Now, researchers at Washington University School of Medicine in St. Louis have found an innovative way to improve waste clearance from the brain, and thereby possibly treat or even prevent neurodegenerative conditions. They showed that immune cells surrounding the brain influence how efficiently waste is swept out of the brain, and that such immune cells are impaired in old mice, and in people and mice with Alzheimer’s disease. Further, they found that treating old mice with an immune-stimulating compound rejuvenates immune cells and improves waste clearance from the brain.
The findings, published Nov. 9 in Nature, suggest a new approach to halting some of the effects of aging on the brain.

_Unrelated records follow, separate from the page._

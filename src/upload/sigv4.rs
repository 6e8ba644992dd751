//! AWS Signature Version 4 request signing.
//!
//! Canonical request string, `HMAC-SHA256` derived signing key chain
//! (`kDate -> kRegion -> kService -> kSigning`), and the rolling chunk
//! signer used for `STREAMING-AWS4-HMAC-SHA256-PAYLOAD` chunked uploads.

use hmac::{Hmac, Mac};
use sha2::{Digest, Sha256};

type HmacSha256 = Hmac<Sha256>;

/// SHA-256 hash of an empty payload, used as the `x-amz-content-sha256`
/// value when signing the initial (headers-only) `PUT_MEDIA` request —
/// the body itself is streamed and signed chunk-by-chunk afterward.
pub const EMPTY_PAYLOAD_SHA256_HEX: &str =
    "e3b0c44298fc1c149afbf4c8996fb92427ae41e4649b934ca495991b7852b855";

pub const STREAMING_ALGORITHM: &str = "STREAMING-AWS4-HMAC-SHA256-PAYLOAD";

pub fn sha256_hex(data: &[u8]) -> String {
    let mut hasher = Sha256::new();
    hasher.update(data);
    hex::encode(hasher.finalize())
}

fn hmac(key: &[u8], data: &[u8]) -> Vec<u8> {
    let mut mac = HmacSha256::new_from_slice(key).expect("HMAC accepts keys of any length");
    mac.update(data);
    mac.finalize().into_bytes().to_vec()
}

/// Builds the canonical request string per SigV4 §Task 1.
pub fn canonical_request(
    method: &str,
    path: &str,
    canonical_query: &str,
    canonical_headers: &str,
    signed_headers: &str,
    payload_hash: &str,
) -> String {
    format!(
        "{method}\n{path}\n{canonical_query}\n{canonical_headers}\n{signed_headers}\n{payload_hash}"
    )
}

/// Builds the string-to-sign per SigV4 §Task 2.
pub fn string_to_sign(timestamp: &str, date: &str, region: &str, service: &str, canonical_request: &str) -> String {
    let scope = format!("{date}/{region}/{service}/aws4_request");
    let hashed = sha256_hex(canonical_request.as_bytes());
    format!("AWS4-HMAC-SHA256\n{timestamp}\n{scope}\n{hashed}")
}

/// Derives the final signing key: `kDate -> kRegion -> kService -> kSigning`.
pub fn derive_signing_key(secret_access_key: &str, date: &str, region: &str, service: &str) -> Vec<u8> {
    let k_secret = format!("AWS4{secret_access_key}");
    let k_date = hmac(k_secret.as_bytes(), date.as_bytes());
    let k_region = hmac(&k_date, region.as_bytes());
    let k_service = hmac(&k_region, service.as_bytes());
    hmac(&k_service, b"aws4_request")
}

/// Signs a request, returning the lowercase-hex signature.
pub fn sign(secret_access_key: &str, date: &str, region: &str, service: &str, string_to_sign: &str) -> String {
    let signing_key = derive_signing_key(secret_access_key, date, region, service);
    hex::encode(hmac(&signing_key, string_to_sign.as_bytes()))
}

/// Signs one chunk of the `STREAMING-AWS4-HMAC-SHA256-PAYLOAD` body. The
/// rolling key input is the *previous* chunk's signature (or the initial
/// request's seed signature for the first chunk), per the chunked signing
/// spec.
#[allow(clippy::too_many_arguments)]
pub fn sign_chunk(
    secret_access_key: &str,
    date: &str,
    region: &str,
    service: &str,
    timestamp: &str,
    previous_signature: &str,
    chunk_data: &[u8],
) -> String {
    let scope = format!("{date}/{region}/{service}/aws4_request");
    let empty_hash = sha256_hex(&[]);
    let chunk_hash = sha256_hex(chunk_data);
    let string_to_sign = format!(
        "{STREAMING_ALGORITHM}\n{timestamp}\n{scope}\n{previous_signature}\n{empty_hash}\n{chunk_hash}"
    );
    let signing_key = derive_signing_key(secret_access_key, date, region, service);
    hex::encode(hmac(&signing_key, string_to_sign.as_bytes()))
}

/// Builds the canonical-headers block and signed-headers list from a
/// caller-supplied header set, sorted and lower-cased per SigV4 rules.
pub fn canonicalize_headers(headers: &[(String, String)]) -> (String, String) {
    let mut sorted: Vec<(String, String)> =
        headers.iter().map(|(k, v)| (k.to_ascii_lowercase(), v.trim().to_string())).collect();
    sorted.sort_by(|a, b| a.0.cmp(&b.0));

    let canonical = sorted.iter().map(|(k, v)| format!("{k}:{v}\n")).collect::<String>();
    let signed = sorted.iter().map(|(k, _)| k.as_str()).collect::<Vec<_>>().join(";");
    (canonical, signed)
}

/// Full request-level signer, bound to one set of (possibly short-lived)
/// AWS credentials.
pub struct SigV4Signer {
    pub access_key_id: String,
    pub secret_access_key: String,
    pub session_token: Option<String>,
    pub region: String,
    pub service: String,
}

impl SigV4Signer {
    /// Computes the `Authorization` header value for a request whose
    /// headers (including `host` and `x-amz-date`) are already finalized.
    pub fn authorization_header(
        &self,
        method: &str,
        path: &str,
        canonical_query: &str,
        headers: &[(String, String)],
        payload_hash: &str,
        timestamp: &str,
        date: &str,
    ) -> String {
        let (canonical_headers, signed_headers) = canonicalize_headers(headers);
        let creq = canonical_request(method, path, canonical_query, &canonical_headers, &signed_headers, payload_hash);
        let sts = string_to_sign(timestamp, date, &self.region, &self.service, &creq);
        let signature = sign(&self.secret_access_key, date, &self.region, &self.service, &sts);

        format!(
            "AWS4-HMAC-SHA256 Credential={}/{}/{}/{}/aws4_request, SignedHeaders={}, Signature={}",
            self.access_key_id, date, self.region, self.service, signed_headers, signature
        )
    }
}

#[cfg(test)]
mod tests {
    use super::*;

    #[test]
    fn empty_payload_hash_matches_known_constant() {
        assert_eq!(sha256_hex(&[]), EMPTY_PAYLOAD_SHA256_HEX);
    }

    #[test]
    fn canonicalize_headers_sorts_and_lowercases() {
        let headers = vec![
            ("Host".to_string(), "example.com".to_string()),
            ("X-Amz-Date".to_string(), "20150830T123600Z".to_string()),
        ];
        let (canonical, signed) = canonicalize_headers(&headers);
        assert_eq!(canonical, "host:example.com\nx-amz-date:20150830T123600Z\n");
        assert_eq!(signed, "host;x-amz-date");
    }

    #[test]
    fn derived_signing_key_is_32_bytes() {
        let key = derive_signing_key("secret", "20150830", "us-east-1", "kinesisvideo");
        assert_eq!(key.len(), 32);
    }

    #[test]
    fn signature_is_deterministic() {
        let sig1 = sign("secret", "20150830", "us-east-1", "kinesisvideo", "abc");
        let sig2 = sign("secret", "20150830", "us-east-1", "kinesisvideo", "abc");
        assert_eq!(sig1, sig2);
        assert_eq!(sig1.len(), 64);
    }

    #[test]
    fn chunk_signature_changes_with_previous_signature() {
        let sig_a = sign_chunk("secret", "20150830", "us-east-1", "kinesisvideo", "20150830T123600Z", "seed", b"chunk1");
        let sig_b = sign_chunk("secret", "20150830", "us-east-1", "kinesisvideo", "20150830T123600Z", &sig_a, b"chunk2");
        assert_ne!(sig_a, sig_b);
    }
}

“Alzheimer’s has been studied for many years from the perspective of how neurons die, but there are other cells, such as immune cells on the periphery of the brain, that also may play a role in Alzheimer’s,” said senior author Jonathan Kipnis, PhD, the Alan A. and Edith L. Wolff Distinguished Professor of Pathology & Immunology and a BJC Investigator. “It doesn’t look likely that we will be able to revive dead or dying neurons, but the immune cells that sit on the borders of the brain are a feasible target for treating age-related brain diseases. They’re more accessible, and could be drugged or replaced. In this study, we treated aged mice with a molecule that can activate aged immune cells, and it worked in improving fluid flow and waste clearance from the brain. This holds promise as an approach to treating neurodegenerative diseases.”